## The problem
I'd like the line containing "of the export." and every line below it, to the end of the material, repeated exactly and with nothing else.

*** Information given Section Begins ***

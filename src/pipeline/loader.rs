//! Dataset loader for listing exports

use std::path::Path;

use polars::prelude::*;
use tracing::info;

use crate::error::{PipelineError, Result};

/// Load the whole export into memory with every column read as `String`.
///
/// Schema inference is disabled so that currency, percent and date cells
/// reach the normalizer untouched.
pub fn load_listings(path: &Path) -> Result<DataFrame> {
    let lf = scan_csv(path)?;
    let df = lf.collect()?;
    info!(
        rows = df.height(),
        columns = df.width(),
        "loaded {}",
        path.display()
    );
    Ok(df)
}

/// Read only the header of the export.
pub fn get_column_names(path: &Path) -> Result<Vec<String>> {
    let schema = scan_csv(path)?.collect_schema()?;
    Ok(schema.iter_names().map(|name| name.to_string()).collect())
}

/// Shape and estimated memory of a loaded table: (rows, columns, MB)
pub fn dataset_stats(df: &DataFrame) -> (usize, usize, f64) {
    let (rows, cols) = df.shape();
    let memory_mb = df.estimated_size() as f64 / (1024.0 * 1024.0);
    (rows, cols, memory_mb)
}

fn scan_csv(path: &Path) -> Result<LazyFrame> {
    if !path.exists() {
        return Err(PipelineError::InputNotFound(path.to_path_buf()));
    }

    let extension = path
        .extension()
        .and_then(|e| e.to_str())
        .unwrap_or("")
        .to_lowercase();

    if extension != "csv" {
        return Err(PipelineError::UnsupportedFormat(extension));
    }

    let lf = LazyCsvReader::new(path)
        .with_has_header(true)
        .with_infer_schema_length(Some(0))
        .finish()?;

    Ok(lf)
}
//! Terminal output helpers

pub mod progress;
pub mod styling;

pub use progress::*;
pub use styling::*;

*** Information given Section Ends ***

## Exercise solution
/// Read only the header of the export.
pub fn get_column_names(path: &Path) -> Result<Vec<String>> {
    let schema = scan_csv(path)?.collect_schema()?;
    Ok(schema.iter_names().map(|name| name.to_string()).collect())
}

/// Shape and estimated memory of a loaded table: (rows, columns, MB)
pub fn dataset_stats(df: &DataFrame) -> (usize, usize, f64) {
    let (rows, cols) = df.shape();
    let memory_mb = df.estimated_size() as f64 / (1024.0 * 1024.0);
    (rows, cols, memory_mb)
}

fn scan_csv(path: &Path) -> Result<LazyFrame> {
    if !path.exists() {
        return Err(PipelineError::InputNotFound(path.to_path_buf()));
    }

    let extension = path
        .extension()
        .and_then(|e| e.to_str())
        .unwrap_or("")
        .to_lowercase();

    if extension != "csv" {
        return Err(PipelineError::UnsupportedFormat(extension));
    }

    let lf = LazyCsvReader::new(path)
        .with_has_header(true)
        .with_infer_schema_length(Some(0))
        .finish()?;

    Ok(lf)
}
//! Terminal output helpers

pub mod progress;
pub mod styling;

pub use progress::*;
pub use styling::*;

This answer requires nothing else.